Nu kijkt hij verbaasd, wacht even en vraagt dan bedenkelijk "zoals wat dan?". Ik wijs naar een grote verzameling vieze kwasten in de wasbak en draai met een vies gezicht de kraan open. "Hier, moet ik allemaal schoonmaken, bah!". Het kind lacht. Ik zeg niks, ga door met vieze gezichten trekken en kwasten spoelen. Dan komt hij naast me zitten, verdeelt de kwasten, maakt voor ons allebei een schone-kwasten-potje en gaat ijverig aan de schoonmaak. We discussiëren over de beste manier om een kwast schoon te krijgen, maken regenbogen in de wasbak door verschillende kleuren verf onder de kraan te houden, spetteren en kliederen en maken zo nu en dan ook nog eens daadwerkelijk een kwast schoon.

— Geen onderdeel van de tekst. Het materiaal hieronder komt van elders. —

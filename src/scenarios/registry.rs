//! Scenario registry
//!
//! Central registry of all available scenarios. New scenarios should be
//! registered here.

use indexmap::IndexMap;
use once_cell::sync::Lazy;
use std::sync::Arc;

use super::traits::Scenario;
use super::{HealthScenario, VisitorFlowScenario};

/// Global registry of all available scenarios
///
/// Insertion order is the order `list` prints and `run` starts them in.
pub static SCENARIOS: Lazy<IndexMap<&'static str, Arc<dyn Scenario>>> = Lazy::new(|| {
    let mut m: IndexMap<&'static str, Arc<dyn Scenario>> = IndexMap::new();

    m.insert("health", Arc::new(HealthScenario));
    m.insert("visitor-flow", Arc::new(VisitorFlowScenario));

    m
});

/// Get a scenario by name
pub fn get_scenario(name: &str) -> Option<Arc<dyn Scenario>> {
    SCENARIOS.get(name).cloned()
}

/// List all available scenario names
pub fn list_scenarios() -> Vec<&'static str> {
    SCENARIOS.keys().copied().collect()
}
//! Visitor flow against the mock visitor-management API

mod common;

use std::time::Duration;

use axum::http::Method;
use serde_json::Value;
use turnstile::client::Endpoint;
use turnstile::config::TargetConfig;
use turnstile::metrics::{CHECKS, HTTP_REQ_FAILED, HTTP_REQS, Metrics};
use turnstile::scenarios::{
    ACTIVE_VISITORS, API_SUCCESS_RATE, CONNECTION_ERRORS, Identity, Scenario, TOTAL_REQUESTS,
    VISITOR_CREATION_TIME, VisitorFlowScenario, check_label, run_flow,
};
use turnstile_testkit::{MockVisitorApi, PseudoGenerator, unreachable_url};

use common::{API_KEY, API_SECRET, context, mock_context, target};

#[tokio::test]
async fn successful_iteration_hits_all_seven_endpoints() {
    let server = MockVisitorApi::new()
        .with_token(API_KEY, API_SECRET)
        .spawn()
        .await
        .unwrap();
    let metrics = Metrics::new();
    let ctx = mock_context(&server, metrics.clone());

    assert!(VisitorFlowScenario.iteration(&ctx).await);

    let requests = server.requests();
    let called: Vec<_> = requests
        .iter()
        .map(|r| r.api_method().unwrap().to_string())
        .collect();
    let expected: Vec<_> = Endpoint::FLOW
        .iter()
        .map(|e| e.method_path().to_string())
        .collect();
    assert_eq!(called, expected);

    let expected_auth = format!("token {API_KEY}:{API_SECRET}");
    for request in &requests {
        assert_eq!(request.authorization.as_deref(), Some(expected_auth.as_str()));
        assert_eq!(request.content_type.as_deref(), Some("application/json"));
    }

    let login = &requests[0];
    assert_eq!(login.method, Method::POST);
    assert_eq!(login.body, "{}");

    let mobile = &requests[3].query["mobile"];
    assert_eq!(mobile.len(), 10);
    assert!(mobile.starts_with("892594"));
    assert_eq!(requests[4].query["mobile"], *mobile);
    assert_eq!(requests[4].query["otp"], "341470");

    assert_eq!(
        requests[6].raw_query.as_deref(),
        Some("location=Open%20Work%20Space%202%20-%20IITMRP%20E%20Block")
    );

    let created = server.created_visitors();
    assert_eq!(created.len(), 1);
    let record = &created[0];
    let visitor_name = record["visitor_name"].as_str().unwrap();
    let test_id = visitor_name.strip_prefix("Visitor-").unwrap();
    assert_eq!(test_id.len(), 6);
    assert_eq!(record["organisation_institution"], format!("Org-{test_id}"));
    assert_eq!(record["email"], format!("visitor{test_id}@test.com"));
    assert_eq!(record["mobile_number"], Value::String(mobile.clone()));
    assert_eq!(record["image"], Value::Null);
    assert_eq!(record["type_of_visit"], "Meeting");
    assert_eq!(record["referral_name"], "EMP4_FH");
    assert_eq!(record["reason"], "Performance Test");

    let snapshot = metrics.snapshot();
    assert_eq!(snapshot.count(TOTAL_REQUESTS), Some(7.0));
    assert_eq!(snapshot.count(HTTP_REQS), Some(7.0));
    assert_eq!(snapshot.rate(CHECKS), Some(1.0));
    assert_eq!(snapshot.rate(API_SUCCESS_RATE), Some(1.0));
    assert_eq!(snapshot.rate(HTTP_REQ_FAILED), Some(0.0));
    assert_eq!(snapshot.count(CONNECTION_ERRORS), None);

    let active = snapshot.gauge(ACTIVE_VISITORS).unwrap();
    assert_eq!(active.value, 0.0);
    assert_eq!(active.max, 1.0);
    assert!(snapshot.trend(VISITOR_CREATION_TIME).unwrap().max > 0.0);

    for endpoint in Endpoint::FLOW {
        let tally = snapshot.checks[check_label(endpoint)];
        assert_eq!((tally.passes, tally.fails), (1, 0));
    }
}

#[tokio::test]
async fn rejected_otp_fails_only_its_check() {
    let server = MockVisitorApi::new().with_otp("000000").spawn().await.unwrap();
    let metrics = Metrics::new();
    let ctx = mock_context(&server, metrics.clone());

    assert!(!VisitorFlowScenario.iteration(&ctx).await);

    // The flow keeps going after a non-200
    assert_eq!(server.requests().len(), 7);
    assert_eq!(server.created_visitors().len(), 1);

    let snapshot = metrics.snapshot();
    let otp = snapshot.checks["Verify OTP successful"];
    assert_eq!((otp.passes, otp.fails), (0, 1));
    let create = snapshot.checks["Create Visitor successful"];
    assert_eq!((create.passes, create.fails), (1, 0));

    let checks_rate = snapshot.rate(CHECKS).unwrap();
    assert!((checks_rate - 6.0 / 7.0).abs() < 1e-9);
    assert_eq!(snapshot.rate(API_SUCCESS_RATE), Some(0.0));
    assert_eq!(snapshot.count(CONNECTION_ERRORS), None);
}

#[tokio::test]
async fn failing_endpoint_is_reported_per_step() {
    let server = MockVisitorApi::new()
        .failing("visitor.get_referral", 500)
        .spawn()
        .await
        .unwrap();
    let ctx = mock_context(&server, Metrics::new());

    let identity = Identity::generate(&mut PseudoGenerator::new(42), "892594");
    let steps = run_flow(&ctx, &identity).await.unwrap();

    assert!(!steps.all_passed());
    assert_eq!(steps.get(Endpoint::GetReferrals), Some(false));
    assert_eq!(steps.get(Endpoint::GetOrganizations), Some(true));
    assert_eq!(steps.failed(), vec![Endpoint::GetReferrals]);

    let generated = &server.requests_to("visitor.generate_and_send_otp")[0];
    assert_eq!(generated.query["mobile"], identity.mobile);
}

#[tokio::test]
async fn connection_refused_counts_a_connection_error() {
    let target = target_for_unreachable();
    let metrics = Metrics::new();
    let ctx = context(&target, metrics.clone(), Duration::from_secs(5));

    assert!(!VisitorFlowScenario.iteration(&ctx).await);

    let snapshot = metrics.snapshot();
    assert_eq!(snapshot.count(CONNECTION_ERRORS), Some(1.0));
    assert_eq!(snapshot.count(TOTAL_REQUESTS), Some(1.0));
    assert_eq!(snapshot.rate(API_SUCCESS_RATE), Some(0.0));
    assert_eq!(snapshot.rate(HTTP_REQ_FAILED), Some(1.0));
    // Aborted iterations record no checks
    assert!(snapshot.checks.is_empty());
    assert_eq!(snapshot.gauge(ACTIVE_VISITORS).unwrap().value, 0.0);
}

#[tokio::test]
async fn timeout_aborts_the_iteration() {
    let server = MockVisitorApi::new()
        .with_latency(Duration::from_millis(500))
        .spawn()
        .await
        .unwrap();
    let metrics = Metrics::new();
    let ctx = context(&target(&server), metrics.clone(), Duration::from_millis(100));

    assert!(!VisitorFlowScenario.iteration(&ctx).await);

    let snapshot = metrics.snapshot();
    assert_eq!(snapshot.count(CONNECTION_ERRORS), Some(1.0));
    assert!(snapshot.checks.is_empty());
}

fn target_for_unreachable() -> TargetConfig {
    let url = unreachable_url().unwrap();
    TargetConfig {
        base_url: url.clone(),
        health_urls: vec![format!("{url}/security_desk/visitor")],
        ..Default::default()
    }
}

Tien minuten later komt zijn moeder binnen. "Ben je niet buiten?" vraagt ze verbaasd. Trots laat hij zien waar we mee bezig zijn. "We doen stomme dingen en het is hartstikke leuk!" vertelt hij, vrolijk zwaaiend met een kwast. Moeder fronst. "Had je geen zin om te voetballen dan?" is de volgende vraag. "Voetballen kan ik straks thuis nog, maar kliederen mag ik niet van jou" zegt hij. Ik geef het jongetje een knipoog en haal met een quasi onschuldig gezicht mijn schouders op richting moeder. Gelukkig, ik heb het vandaag niet compleet verprutst. Ik ben me er wel weer even goed van bewust dat je in de kinderopvang geen tijd hebt, maar moet maken.